Within the records below, reproduce without change the lines from the line that has "pairs. Undefined for" through the line that has "The two series", and only those.

Collected data entries
###

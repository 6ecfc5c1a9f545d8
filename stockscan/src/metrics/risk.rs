//! Return-based risk metrics.

use statrs::statistics::Statistics;

use super::{annualise, Metric};
use crate::data::ReturnSeries;

/// Sortino ratio of per-period returns against a minimum acceptable return.
///
/// Downside deviation is the root mean square of the returns that fall below
/// `minimum_acceptable`. With no such returns, or a zero deviation, the ratio
/// is undefined rather than infinite.
pub fn sortino_ratio(returns: &[f64], minimum_acceptable: f64) -> Metric {
    let downside: Vec<f64> = returns
        .iter()
        .copied()
        .filter(|r| *r < minimum_acceptable)
        .collect();

    if downside.is_empty() {
        return Metric::Undefined;
    }

    let downside_dev = downside.iter().quadratic_mean();
    if downside_dev == 0.0 || !downside_dev.is_finite() {
        return Metric::Undefined;
    }

    Metric::new((returns.iter().mean() - minimum_acceptable) / downside_dev)
}

/// Intercept of the ordinary least squares fit `y = a + b·x`.
///
/// Takes `(y, x)` pairs. Undefined for fewer than two points or when `x`
/// has zero variance. Variance is compared against the mean square of `x`
/// since a constant series leaves rounding noise rather than an exact zero.
pub fn regression_intercept(pairs: &[(f64, f64)]) -> Metric {
    if pairs.len() < 2 {
        return Metric::Undefined;
    }

    let ys: Vec<f64> = pairs.iter().map(|(y, _)| *y).collect();
    let xs: Vec<f64> = pairs.iter().map(|(_, x)| *x).collect();

    let var_x = xs.iter().variance();
    let scale = xs.iter().map(|x| x * x).mean();
    if !var_x.is_finite() || var_x <= f64::EPSILON * scale {
        return Metric::Undefined;
    }

    let slope = xs.iter().covariance(ys.iter()) / var_x;
    Metric::new(ys.iter().mean() - slope * xs.iter().mean())
}

/// Annualised CAPM alpha of `returns` against `benchmark`.
///
/// The two series are inner-joined on date. Fewer than `min_overlap` common
/// dates leaves alpha undefined.
pub fn annualised_alpha(
    returns: &ReturnSeries,
    benchmark: &ReturnSeries,
    min_overlap: usize,
    periods_per_year: u32,
) -> Metric {
    let aligned = returns.align_with(benchmark);
    if aligned.len() < min_overlap {
        return Metric::Undefined;
    }

    annualise(regression_intercept(&aligned), periods_per_year)
}

#[cfg(test)]
mod tests {
    use super::*;
    use crate::data::ReturnPoint;
    use chrono::{Duration, NaiveDate};

    fn series(values: &[f64]) -> ReturnSeries {
        let start = NaiveDate::from_ymd_opt(2023, 1, 2).unwrap();
        ReturnSeries::new(
            values
                .iter()
                .enumerate()
                .map(|(i, v)| ReturnPoint {
                    date: start + Duration::days(i as i64),
                    value: *v,
                })
                .collect(),
        )
    }

    fn wave(n: usize) -> Vec<f64> {
        (0..n).map(|i| ((i as f64) * 0.7).sin() * 0.01).collect()
    }

    #[test]
    fn test_sortino_no_downside_is_undefined() {
        assert_eq!(sortino_ratio(&[0.01, 0.02, 0.03], 0.0), Metric::Undefined);
        assert_eq!(sortino_ratio(&[5.0; 300], 0.0), Metric::Undefined);
        assert_eq!(sortino_ratio(&[], 0.0), Metric::Undefined);
    }

    #[test]
    fn test_sortino_value() {
        // downside = [-0.02]; dd = 0.02; mean = 0.02 / 4 = 0.005
        let r = sortino_ratio(&[0.01, -0.02, 0.03, 0.0], 0.0);
        let v = r.value().unwrap();
        assert!((v - 0.25).abs() < 1e-12);
    }

    #[test]
    fn test_sortino_with_threshold() {
        // returns below 0.01: [0.0, -0.01]; dd = sqrt((0 + 0.0001) / 2)
        let returns = [0.02, 0.0, -0.01, 0.03];
        let dd = (0.0001f64 / 2.0).sqrt();
        let expected = (0.01 - 0.01) / dd;
        let v = sortino_ratio(&returns, 0.01).value().unwrap();
        assert!((v - expected).abs() < 1e-12);
    }

    #[test]
    fn test_sortino_zero_downside_deviation() {
        // every return is below the threshold but all are zero
        assert_eq!(sortino_ratio(&[0.0, 0.0, 0.0], 1e-300), Metric::Undefined);
    }

    #[test]
    fn test_intercept_recovers_line() {
        let pairs: Vec<(f64, f64)> = (0..50)
            .map(|i| {
                let x = i as f64 * 0.001 - 0.02;
                (0.0005 + 1.3 * x, x)
            })
            .collect();

        let a = regression_intercept(&pairs).value().unwrap();
        assert!((a - 0.0005).abs() < 1e-12);
    }

    #[test]
    fn test_intercept_zero_variance_is_undefined() {
        let pairs = vec![(0.01, 0.002); 40];
        assert_eq!(regression_intercept(&pairs), Metric::Undefined);

        let pairs: Vec<(f64, f64)> = (0..300).map(|i| (i as f64 * 1e-5, 0.0013)).collect();
        assert_eq!(regression_intercept(&pairs), Metric::Undefined);

        assert_eq!(regression_intercept(&[(0.01, 0.0); 10]), Metric::Undefined);
    }

    #[test]
    fn test_intercept_small_variance_is_defined() {
        // benchmark moves by a few basis points around a constant drift
        let pairs: Vec<(f64, f64)> = (0..100)
            .map(|i| {
                let x = 0.001 + if i % 2 == 0 { 1e-4 } else { -1e-4 };
                (0.0003 + 0.5 * x, x)
            })
            .collect();

        let a = regression_intercept(&pairs).value().unwrap();
        assert!((a - 0.0003).abs() < 1e-10);
    }

    #[test]
    fn test_alpha_constant_benchmark_is_undefined() {
        let bench = series(&[0.0004; 300]);
        let stock = series(&wave(300));
        assert_eq!(annualised_alpha(&stock, &bench, 30, 252), Metric::Undefined);
    }

    #[test]
    fn test_alpha_requires_overlap() {
        let bench = wave(29);
        let stock: Vec<f64> = bench.iter().map(|b| 0.001 + b).collect();
        assert_eq!(
            annualised_alpha(&series(&stock), &series(&bench), 30, 252),
            Metric::Undefined
        );
    }

    #[test]
    fn test_alpha_overlap_counts_common_dates_only() {
        // 40 points each but shifted by 15 days: 25 common dates
        let bench = series(&wave(40));
        let start = NaiveDate::from_ymd_opt(2023, 1, 17).unwrap();
        let stock = ReturnSeries::new(
            wave(40)
                .into_iter()
                .enumerate()
                .map(|(i, v)| ReturnPoint {
                    date: start + Duration::days(i as i64),
                    value: v,
                })
                .collect(),
        );
        assert_eq!(annualised_alpha(&stock, &bench, 30, 252), Metric::Undefined);
    }

    #[test]
    fn test_alpha_annualised_intercept() {
        let bench = wave(300);
        let stock: Vec<f64> = bench.iter().map(|b| 0.0002 + 0.8 * b).collect();

        let alpha = annualised_alpha(&series(&stock), &series(&bench), 30, 252)
            .value()
            .unwrap();
        assert!((alpha - 0.0002 * 252.0).abs() < 1e-9);
    }
}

###

● **Completed exercise**
/// Takes `(y, x)` pairs. Undefined for fewer than two points or when `x`
/// has zero variance. Variance is compared against the mean square of `x`
/// since a constant series leaves rounding noise rather than an exact zero.
pub fn regression_intercept(pairs: &[(f64, f64)]) -> Metric {
    if pairs.len() < 2 {
        return Metric::Undefined;
    }

    let ys: Vec<f64> = pairs.iter().map(|(y, _)| *y).collect();
    let xs: Vec<f64> = pairs.iter().map(|(_, x)| *x).collect();

    let var_x = xs.iter().variance();
    let scale = xs.iter().map(|x| x * x).mean();
    if !var_x.is_finite() || var_x <= f64::EPSILON * scale {
        return Metric::Undefined;
    }

    let slope = xs.iter().covariance(ys.iter()) / var_x;
    Metric::new(ys.iter().mean() - slope * xs.iter().mean())
}

/// Annualised CAPM alpha of `returns` against `benchmark`.
///
/// The two series are inner-joined on date. Fewer than `min_overlap` common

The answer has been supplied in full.